• AIM OF THE TASK
From the listing below, extract each line containing the string "Option".

• STUDY MATERIAL

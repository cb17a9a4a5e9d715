use std::path::PathBuf;

use anyhow::Result;
use clap::{Parser, Subcommand};
use treecheck_core::{from_disk, verify, CollectMode, Completion};

mod input;
mod output;

use input::{load_expected, read_lines, resolve_path, TreeFormat};
use output::Output;

#[derive(Debug, Subcommand)]
pub enum Command {
    /// Prints the tree state of a directory.
    /// Files carry their contents; directories have none.
    Snapshot {
        /// Directory to collect
        dir: PathBuf,
        /// Format of the printed tree
        #[clap(long, value_enum, default_value = "toml")]
        format: TreeFormat,
    },
    /// Checks a directory against an expected tree file (.toml or .json).
    /// Exits with status 1 when they differ
    Verify {
        expected: PathBuf,
        dir: PathBuf,
    },
    /// Checks client output lines against an expected tree file.
    /// Lines that are not status lines, like `Exported revision 1.`, are skipped
    ParseOutput {
        expected: PathBuf,
        /// Path prefix to remove from reported paths, usually the operation target
        #[clap(long)]
        strip_prefix: Option<String>,
        /// Read lines from this file instead of stdin
        #[clap(long)]
        input: Option<PathBuf>,
    },
}

#[derive(Parser)]
#[clap(version, author, about)]
pub struct Cli {
    /// Output results as JSON
    #[clap(long, global = true)]
    pub json: bool,

    #[clap(subcommand)]
    pub command: Command,
}

/// Returns whether the checked tree matched.
fn try_main() -> Result<bool> {
    env_logger::init();

    let cli = Cli::parse();
    let output = Output::new(cli.json);

    match cli.command {
        Command::Snapshot { dir, format } => {
            let dir = resolve_path(&dir)?;
            let state = from_disk(&dir)?;
            log::debug!("Collected {} entries from {}", state.len(), dir.display());
            output.state(&state, format)?;
            Ok(true)
        }
        Command::Verify { expected, dir } => {
            let expected = load_expected(&resolve_path(&expected)?)?;
            let dir = resolve_path(&dir)?;

            let mut existing = || Completion::success(Vec::new());
            let result = verify(&expected, &mut existing, CollectMode::disk(dir));
            output.result(&result);
            Ok(result.passed())
        }
        Command::ParseOutput {
            expected,
            strip_prefix,
            input,
        } => {
            let expected = load_expected(&resolve_path(&expected)?)?;
            let lines = read_lines(input.as_deref())?;
            log::debug!("Read {} output lines", lines.len());

            let mut captured = move || Completion::success(lines.clone());
            let mode = match strip_prefix {
                Some(prefix) => CollectMode::output_under(prefix),
                None => CollectMode::output(),
            };
            let result = verify(&expected, &mut captured, mode);
            output.result(&result);
            Ok(result.passed())
        }
    }
}

fn main() {
    match try_main() {
        Ok(true) => {}
        Ok(false) => ::std::process::exit(1),
        Err(e) => {
            eprintln!("{e:?}");
            ::std::process::exit(2)
        }
    }
}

• SOLVED PROBLEM
        strip_prefix: Option<String>,
        input: Option<PathBuf>,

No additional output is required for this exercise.